*What is required*
Each line that contains the word "assigned" is to be copied from the records below.

*Data listing*
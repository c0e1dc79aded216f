//! Abstract record store traits.
//!
//! The consistency service only sees these seams. `insert` ignores any
//! identifier on the way in and returns the stored record with the
//! store-assigned one; `update` fails with `NotFound` when the id does not
//! exist and with `ForeignKeyViolation` when a reference constraint is
//! violated; `delete_by_id` reports the removed-row count instead of
//! failing on absence.

use crate::error::PersistenceResult;
use async_trait::async_trait;
use rebank_core::{Account, Customer};

/// Storage for customer records.
#[async_trait]
pub trait CustomerStore: Send + Sync {
    /// All customers, store-native order.
    async fn find_all(&self) -> PersistenceResult<Vec<Customer>>;

    async fn find_by_id(&self, id: i64) -> PersistenceResult<Option<Customer>>;

    /// Insert and return the stored record with its assigned identifier.
    async fn insert(&self, customer: &Customer) -> PersistenceResult<Customer>;

    /// Full overwrite of an existing record.
    async fn update(&self, customer: &Customer) -> PersistenceResult<Customer>;

    /// Returns the number of rows removed (0 when absent).
    async fn delete_by_id(&self, id: i64) -> PersistenceResult<u64>;
}

/// Storage for account records.
#[async_trait]
pub trait AccountStore: Send + Sync {
    /// All accounts, store-native order.
    async fn find_all(&self) -> PersistenceResult<Vec<Account>>;

    async fn find_by_id(&self, id: i64) -> PersistenceResult<Option<Account>>;

    /// All accounts owned by the given customer.
    async fn find_by_customer(&self, customer_id: i64) -> PersistenceResult<Vec<Account>>;

    /// Insert and return the stored record with its assigned identifier.
    async fn insert(&self, account: &Account) -> PersistenceResult<Account>;

    /// Full overwrite of an existing record.
    async fn update(&self, account: &Account) -> PersistenceResult<Account>;

    /// Returns the number of rows removed (0 when absent).
    async fn delete_by_id(&self, id: i64) -> PersistenceResult<u64>;
}
//! # Customer Module
//!
//! A `Customer` owns zero or more accounts. The identifier is assigned by
//! the record store on insert and never changes afterwards.

use serde::{Deserialize, Serialize};
use std::fmt;

/// A stored customer record.
#[derive(Debug, Clone, PartialEq, Eq, Serialize, Deserialize)]
pub struct Customer {
    /// Store-assigned identifier
    pub id: i64,
    pub full_name: String,
    pub address: String,
    pub phone_number: String,
    /// National identity number (SSN-style, `AAA-GG-SSSS`)
    pub ssn: String,
}

/// Inbound customer shape with every field optional.
///
/// Drafts are validated by the validation pipeline before they are turned
/// into a [`Customer`]; a missing field is a validation finding, not a panic.
#[derive(Debug, Clone, Default, PartialEq, Eq, Serialize, Deserialize)]
pub struct CustomerDraft {
    pub id: Option<i64>,
    pub full_name: Option<String>,
    pub address: Option<String>,
    pub phone_number: Option<String>,
    pub ssn: Option<String>,
}

impl CustomerDraft {
    /// Explicit field-by-field conversion into a domain record.
    ///
    /// Callers must have run the customer validation pipeline first; this
    /// returns `None` when any required field is still absent.
    pub fn into_customer(self, id: i64) -> Option<Customer> {
        Some(Customer {
            id,
            full_name: self.full_name?,
            address: self.address?,
            phone_number: self.phone_number?,
            ssn: self.ssn?,
        })
    }
}

impl From<&Customer> for CustomerDraft {
    fn from(customer: &Customer) -> Self {
        Self {
            id: Some(customer.id),
            full_name: Some(customer.full_name.clone()),
            address: Some(customer.address.clone()),
            phone_number: Some(customer.phone_number.clone()),
            ssn: Some(customer.ssn.clone()),
        }
    }
}

impl fmt::Display for Customer {
    fn fmt(&self, f: &mut fmt::Formatter<'_>) -> fmt::Result {
        write!(f, "Customer {} ({})", self.id, self.full_name)
    }
}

*Answer box*
//! store-assigned one; `update` fails with `NotFound` when the id does not
    /// Insert and return the stored record with its assigned identifier.
    /// Insert and return the stored record with its assigned identifier.
//! A `Customer` owns zero or more accounts. The identifier is assigned by
    /// Store-assigned identifier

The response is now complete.